核心概念
新しいCell-to-Patch Graph Convolutional Network(C2P-GCN)は、大規模なデータセットを必要とせずに、大腸がんのグレード付けに効果的です。
要約
最近のグラフベースの学習手法は、大腸がん組織画像のグレード付けに好まれています。しかし、従来の方法では全体スライド画像を小さなパッチに分割しており、組織構造情報を十分に捉えられていません。そこで、本論文では新しいC2P-GCNアーキテクチャを提案しました。このアプローチは、細胞組織情報を効果的に収集し、少ないトレーニングデータで作業することができます。実験結果は、C2P-GCNが他の最新モデルよりも優れた性能を示すことを示しています。
統計
C2P-GCNは、他のモデルよりも2桁少ないトレーニングデータで動作します。
Dataset Iでは、C2P-GCNは95.00% ± 1.70% の精度を達成しました。

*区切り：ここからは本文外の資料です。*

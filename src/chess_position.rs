use std::{
    fmt::{self, Display, Formatter},
    str::FromStr,
};

use crate::{error::ParseChessPositionError, position::Position};

/// A square in algebraic notation, such as `e4`.
#[derive(Debug, Clone, Copy, PartialEq, Eq, Hash)]
pub struct ChessPosition {
    column: char,
    row: u8,
}
impl ChessPosition {
    pub fn new(column: char, row: u8) -> Result<Self, ParseChessPositionError> {
        if !('a'..='h').contains(&column) {
            return Err(ParseChessPositionError::InvalidColumn(column));
        }
        if !(1..=8).contains(&row) {
            return Err(ParseChessPositionError::InvalidRow(row));
        }
        Ok(ChessPosition { column, row })
    }
    pub fn column(self) -> char {
        self.column
    }
    pub fn row(self) -> u8 {
        self.row
    }
    pub fn to_position(self) -> Position {
        Position::new(8 - self.row, self.column as u8 - b'a')
    }
    /// All 64 squares, from `a8` to `h1` in row-major order.
    pub fn all() -> impl Iterator<Item = Self> {
        (0..8).flat_map(|row| {
            (0..8).map(move |column| ChessPosition {
                column: (b'a' + column) as char,
                row: 8 - row,
            })
        })
    }
}
impl TryFrom<Position> for ChessPosition {
    type Error = ParseChessPositionError;

    fn try_from(value: Position) -> Result<Self, Self::Error> {
        if value.row >= 8 || value.column >= 8 {
            return Err(ParseChessPositionError::OutsideOfBoard(value));
        }
        Ok(ChessPosition {
            column: (b'a' + value.column) as char,
            row: 8 - value.row,
        })
    }
}
impl From<ChessPosition> for Position {
    fn from(value: ChessPosition) -> Self {
        value.to_position()
    }
}
impl Display for ChessPosition {
    fn fmt(&self, f: &mut Formatter<'_>) -> fmt::Result {
        write!(f, "{}{}", self.column, self.row)?;
        Ok(())
    }
}
impl FromStr for ChessPosition {
    type Err = ParseChessPositionError;

    fn from_str(s: &str) -> Result<Self, Self::Err> {
        let mut chars = s.chars();
        let Some(column) = chars.next() else {
            return Err(ParseChessPositionError::NotEnoughCharacter(0));
        };
        let Some(row) = chars.next() else {
            return Err(ParseChessPositionError::NotEnoughCharacter(1));
        };
        if let Some(c) = chars.next() {
            return Err(ParseChessPositionError::Unexpected(c));
        }
        let row = match row.to_digit(10) {
            Some(row) => row as u8,
            None => return Err(ParseChessPositionError::Unexpected(row)),
        };
        ChessPosition::new(column, row)
    }
}
#[cfg(test)]
mod test {
    use test_strategy::proptest;

    use crate::{
        chess_position::ChessPosition, error::ParseChessPositionError, position::Position,
    };

    #[test]
    fn corners_map_to_grid_corners() {
        let a8: ChessPosition = "a8".parse().unwrap();
        let h1: ChessPosition = "h1".parse().unwrap();
        assert_eq!(a8.to_position(), Position::new(0, 0));
        assert_eq!(h1.to_position(), Position::new(7, 7));
        assert_eq!(
            ChessPosition::new('e', 2).unwrap().to_position(),
            Position::new(6, 4)
        );
    }
    #[test]
    fn every_square_round_trips() {
        let all: Vec<_> = ChessPosition::all().collect();
        assert_eq!(all.len(), 64);
        for position in all {
            let text = position.to_string();
            assert_eq!(text.parse(), Ok(position));
            assert_eq!(ChessPosition::try_from(position.to_position()), Ok(position));
        }
    }
    #[test]
    fn invalid_squares_are_rejected() {
        assert_eq!(
            "i1".parse::<ChessPosition>(),
            Err(ParseChessPositionError::InvalidColumn('i'))
        );
        assert_eq!(
            "a9".parse::<ChessPosition>(),
            Err(ParseChessPositionError::InvalidRow(9))
        );
        assert_eq!(
            "a".parse::<ChessPosition>(),
            Err(ParseChessPositionError::NotEnoughCharacter(1))
        );
        assert_eq!(
            "a1x".parse::<ChessPosition>(),
            Err(ParseChessPositionError::Unexpected('x'))
        );
        assert_eq!(
            ChessPosition::try_from(Position::new(8, 0)),
            Err(ParseChessPositionError::OutsideOfBoard(Position::new(8, 0)))
        );
    }
    #[proptest]
    fn positions_round_trip(#[strategy(0u8..8)] row: u8, #[strategy(0u8..8)] column: u8) {
        let position = Position::new(row, column);
        let chess_position = ChessPosition::try_from(position).unwrap();
        assert_eq!(chess_position.to_position(), position);
    }
}
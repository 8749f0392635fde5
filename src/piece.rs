use derive_more::Display;

use crate::{
    board::{Board, PieceIndex},
    color::Color,
    grid::MoveMatrix,
    position::{Position, Vector},
};

#[derive(Debug, Display, Clone, Copy, PartialEq, Eq, Hash)]
pub enum PieceKind {
    #[display("pawn")]
    Pawn,
    #[display("knight")]
    Knight,
    #[display("bishop")]
    Bishop,
    #[display("rook")]
    Rook,
    #[display("queen")]
    Queen,
    #[display("king")]
    King,
}
impl PieceKind {
    pub const PROMOTION_CHOICES: [Self; 4] = [
        PieceKind::Queen,
        PieceKind::Rook,
        PieceKind::Bishop,
        PieceKind::Knight,
    ];
    pub const STARTING_CONFIGURATION: [Self; 8] = [
        PieceKind::Rook,
        PieceKind::Knight,
        PieceKind::Bishop,
        PieceKind::Queen,
        PieceKind::King,
        PieceKind::Bishop,
        PieceKind::Knight,
        PieceKind::Rook,
    ];
    pub fn uppercase(self) -> char {
        match self {
            PieceKind::Pawn => 'P',
            PieceKind::Knight => 'N',
            PieceKind::Bishop => 'B',
            PieceKind::Rook => 'R',
            PieceKind::Queen => 'Q',
            PieceKind::King => 'K',
        }
    }
    pub fn lowercase(self) -> char {
        self.uppercase().to_ascii_lowercase()
    }
    pub fn from_char(c: char) -> Option<Self> {
        let piece = match c.to_ascii_lowercase() {
            'p' => PieceKind::Pawn,
            'n' => PieceKind::Knight,
            'b' => PieceKind::Bishop,
            'r' => PieceKind::Rook,
            'q' => PieceKind::Queen,
            'k' => PieceKind::King,
            _ => return None,
        };
        Some(piece)
    }
}

/// What a presentation layer needs to draw a piece.
#[derive(Debug, Display, Clone, Copy, PartialEq, Eq, Hash)]
#[display("{color} {kind}")]
pub struct ColoredPieceKind {
    pub color: Color,
    pub kind: PieceKind,
}
impl ColoredPieceKind {
    pub fn new(color: Color, kind: PieceKind) -> Self {
        ColoredPieceKind { color, kind }
    }
    pub fn figurine(self) -> char {
        match (self.color, self.kind) {
            (Color::White, PieceKind::Pawn) => '♙',
            (Color::White, PieceKind::Knight) => '♘',
            (Color::White, PieceKind::Bishop) => '♗',
            (Color::White, PieceKind::Rook) => '♖',
            (Color::White, PieceKind::Queen) => '♕',
            (Color::White, PieceKind::King) => '♔',
            (Color::Black, PieceKind::Pawn) => '♟',
            (Color::Black, PieceKind::Knight) => '♞',
            (Color::Black, PieceKind::Bishop) => '♝',
            (Color::Black, PieceKind::Rook) => '♜',
            (Color::Black, PieceKind::Queen) => '♛',
            (Color::Black, PieceKind::King) => '♚',
        }
    }
}

/// A chess piece as stored on the match [`Board`].
#[derive(Debug, Clone, Copy, PartialEq, Eq, Hash)]
pub struct ChessPiece {
    pub kind: PieceKind,
    pub color: Color,
    pub move_count: u32,
    pub captured: bool,
}

/// The parts of the match state that move generation depends on.
#[derive(Debug, Clone, Copy)]
pub struct MoveContext<'a> {
    pub board: &'a Board<ChessPiece>,
    /// Pawn that has just advanced two rows and may be taken en passant.
    pub en_passant_vulnerable: Option<PieceIndex>,
    /// Side whose king is currently attacked.
    pub checked: Option<Color>,
}
impl MoveContext<'_> {
    fn piece(&self, position: Position) -> Option<(PieceIndex, &ChessPiece)> {
        self.board.occupant(position)
    }
    fn is_vacant(&self, position: Position) -> bool {
        self.board.position_exists(position) && self.piece(position).is_none()
    }
}

impl ChessPiece {
    pub fn new(color: Color, kind: PieceKind) -> Self {
        ChessPiece {
            kind,
            color,
            move_count: 0,
            captured: false,
        }
    }
    pub fn colored_kind(self) -> ColoredPieceKind {
        ColoredPieceKind::new(self.color, self.kind)
    }
    /// Every cell this piece standing on `position` could reach, regardless of
    /// whose turn it is and of the safety of its own king.
    pub fn possible_moves(self, position: Position, context: &MoveContext) -> MoveMatrix {
        let board = context.board;
        let mut matrix = MoveMatrix::new(board.rows(), board.columns(), false);
        match self.kind {
            PieceKind::Pawn => self.pawn_moves(position, context, &mut matrix),
            PieceKind::Knight => {
                self.step_moves(position, context, &Vector::KNIGHT_MOVES, &mut matrix);
            }
            PieceKind::Bishop => {
                self.directional_moves(position, context, &Vector::BISHOP_DIRECTIONS, &mut matrix);
            }
            PieceKind::Rook => {
                self.directional_moves(position, context, &Vector::ROOK_DIRECTIONS, &mut matrix);
            }
            PieceKind::Queen => {
                self.directional_moves(position, context, &Vector::QUEEN_DIRECTIONS, &mut matrix);
            }
            PieceKind::King => {
                self.step_moves(position, context, &Vector::KING_MOVES, &mut matrix);
                self.castling_moves(position, context, &mut matrix);
            }
        }
        matrix
    }
    pub fn possible_move(self, position: Position, target: Position, context: &MoveContext) -> bool {
        self.possible_moves(position, context).possible_move(target)
    }
    pub fn is_there_any_possible_move(self, position: Position, context: &MoveContext) -> bool {
        self.possible_moves(position, context)
            .is_there_any_possible_move()
    }
    fn is_opponent(self, other: &ChessPiece) -> bool {
        other.color != self.color
    }
    fn can_move(self, destination: Position, context: &MoveContext) -> bool {
        context.board.position_exists(destination)
            && context
                .piece(destination)
                .is_none_or(|(_, piece)| self.is_opponent(piece))
    }
    fn step_moves(
        self,
        position: Position,
        context: &MoveContext,
        moves: &[Vector],
        matrix: &mut MoveMatrix,
    ) {
        for destination in moves
            .iter()
            .filter_map(|movement| position.move_by(*movement))
        {
            if self.can_move(destination, context) {
                matrix[destination] = true;
            }
        }
    }
    fn directional_moves(
        self,
        position: Position,
        context: &MoveContext,
        directions: &[Vector],
        matrix: &mut MoveMatrix,
    ) {
        for direction in directions {
            for destination in position
                .line(*direction)
                .take_while(|destination| context.board.position_exists(*destination))
            {
                match context.piece(destination) {
                    None => matrix[destination] = true,
                    Some((_, piece)) => {
                        if self.is_opponent(piece) {
                            matrix[destination] = true;
                        }
                        break;
                    }
                }
            }
        }
    }
    fn pawn_moves(self, position: Position, context: &MoveContext, matrix: &mut MoveMatrix) {
        let forward = Vector::pawn_forward(self.color);
        if let Some(single) = position.move_by(forward)
            && context.is_vacant(single)
        {
            matrix[single] = true;
            if self.move_count == 0
                && position.row == starting_row(self.color, context.board.rows())
                && let Some(double) = single.move_by(forward)
                && context.is_vacant(double)
            {
                matrix[double] = true;
            }
        }
        for attack in Vector::pawn_attacks(self.color) {
            if let Some(destination) = position.move_by(attack)
                && context
                    .piece(destination)
                    .is_some_and(|(_, piece)| self.is_opponent(piece))
            {
                matrix[destination] = true;
            }
        }
        for side in [Vector::WEST, Vector::EAST] {
            let Some(beside) = position.move_by(side) else {
                continue;
            };
            let Some((index, piece)) = context.piece(beside) else {
                continue;
            };
            if Some(index) == context.en_passant_vulnerable
                && piece.kind == PieceKind::Pawn
                && self.is_opponent(piece)
                && let Some(destination) = beside.move_by(forward)
                && context.is_vacant(destination)
            {
                matrix[destination] = true;
            }
        }
    }
    fn castling_moves(self, position: Position, context: &MoveContext, matrix: &mut MoveMatrix) {
        if self.move_count != 0 || context.checked == Some(self.color) {
            return;
        }
        for side in [Castling::Kingside, Castling::Queenside] {
            let direction = side.direction();
            let Some(rook) = position.move_by(direction * side.rook_distance()) else {
                continue;
            };
            let rook_ready = context.piece(rook).is_some_and(|(_, piece)| {
                piece.kind == PieceKind::Rook
                    && piece.color == self.color
                    && piece.move_count == 0
            });
            let path_clear = position
                .line(direction)
                .take_while(|cell| *cell != rook)
                .all(|cell| context.is_vacant(cell));
            if rook_ready
                && path_clear
                && let Some(destination) = position.move_by(direction * 2)
            {
                matrix[destination] = true;
            }
        }
    }
}
/// Row where pawns of `color` start on a board with `rows` rows.
pub fn starting_row(color: Color, rows: u8) -> u8 {
    match color {
        Color::White => rows.saturating_sub(2),
        Color::Black => 1,
    }
}
/// Row where pawns of `color` get promoted on a board with `rows` rows.
pub fn promotion_row(color: Color, rows: u8) -> u8 {
    match color {
        Color::White => 0,
        Color::Black => rows - 1,
    }
}

/// The two castling flavors, named after the rook taking part in them.
#[derive(Debug, Display, Clone, Copy, PartialEq, Eq, Hash)]
pub enum Castling {
    #[display("kingside")]
    Kingside,
    #[display("queenside")]
    Queenside,
}
impl Castling {
    /// Which castling a king move from `source` to `target` is, if any.
    pub fn from_king_move(source: Position, target: Position) -> Option<Self> {
        if source.row != target.row {
            return None;
        }
        match i16::from(target.column) - i16::from(source.column) {
            2 => Some(Castling::Kingside),
            -2 => Some(Castling::Queenside),
            _ => None,
        }
    }
    pub fn direction(self) -> Vector {
        match self {
            Castling::Kingside => Vector::EAST,
            Castling::Queenside => Vector::WEST,
        }
    }
    /// Columns between the king and its rook before castling.
    pub fn rook_distance(self) -> i8 {
        match self {
            Castling::Kingside => 3,
            Castling::Queenside => 4,
        }
    }
    /// Where the rook comes from and goes to, for a king leaving `king`.
    pub fn rook_move(self, king: Position) -> Option<(Position, Position)> {
        let direction = self.direction();
        Some((
            king.move_by(direction * self.rook_distance())?,
            king.move_by(direction)?,
        ))
    }
}
#![forbid(unsafe_code)]
#![warn(clippy::pedantic)]

use anyhow::Context;
use chess_arbiter::Color;
use clap::Parser;
use tracing::{Level, info};

use crate::repl::repl;

mod board_display;
mod repl;

const DEFAULT_VERBOSITY: Level = if cfg!(debug_assertions) {
    Level::DEBUG
} else {
    Level::INFO
};

/// Play chess on the console, two players sharing one terminal.
#[derive(Debug, Parser)]
#[command(author, version, about)]
struct Cli {
    /// Maximum level of diagnostics written to stderr.
    #[arg(short, long, value_name = "level", default_value_t = DEFAULT_VERBOSITY)]
    verbosity: Level,

    /// Side of the board drawn at the bottom.
    #[arg(long, value_name = "color", default_value_t = Color::White)]
    view: Color,
}

fn main() -> anyhow::Result<()> {
    let Cli { verbosity, view } = Cli::parse();

    tracing_subscriber::fmt()
        .with_max_level(verbosity)
        .with_writer(std::io::stderr)
        .init();

    info!(%view, "starting");
    repl(view).context("console i/o failed")?;
    Ok(())
}
use std::{ops::Not, str::FromStr};

use derive_more::{Display, Error};

#[derive(Debug, Display, Clone, Copy, PartialEq, Eq, Hash, Error)]
#[display("provided string was not `w`, `b`, `W`, `B`, `white`, or `black`")]
pub struct ParseColorError;

/// The side a piece belongs to.
#[derive(Debug, Display, Clone, Copy, PartialEq, Eq, Hash)]
pub enum Color {
    #[display("white")]
    White,
    #[display("black")]
    Black,
}
impl Color {
    pub const ALL: [Self; 2] = [Color::White, Color::Black];
}
impl FromStr for Color {
    type Err = ParseColorError;

    fn from_str(s: &str) -> Result<Self, Self::Err> {
        let color = match s {
            "w" | "W" | "white" => Color::White,
            "b" | "B" | "black" => Color::Black,
            _ => return Err(ParseColorError),
        };
        Ok(color)
    }
}
impl Not for Color {
    type Output = Self;

    fn not(self) -> Self::Output {
        match self {
            Color::White => Color::Black,
            Color::Black => Color::White,
        }
    }
}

Dataset IIでは、SVM-CNNよりも0.4%高い98.4% の精度を達成しました。
引用
"Graph-based learning approaches are increasingly favored for grading colorectal cancer histology images."
"Our approach, through its dual-phase graph construction, effectively gathers local structural details from individual patches and establishes a meaningful connection among all patches across a WSI."
"C2P-GCN uses over two orders of magnitude less training data compared to the state-of-the-art methods while yielding comparable or better results."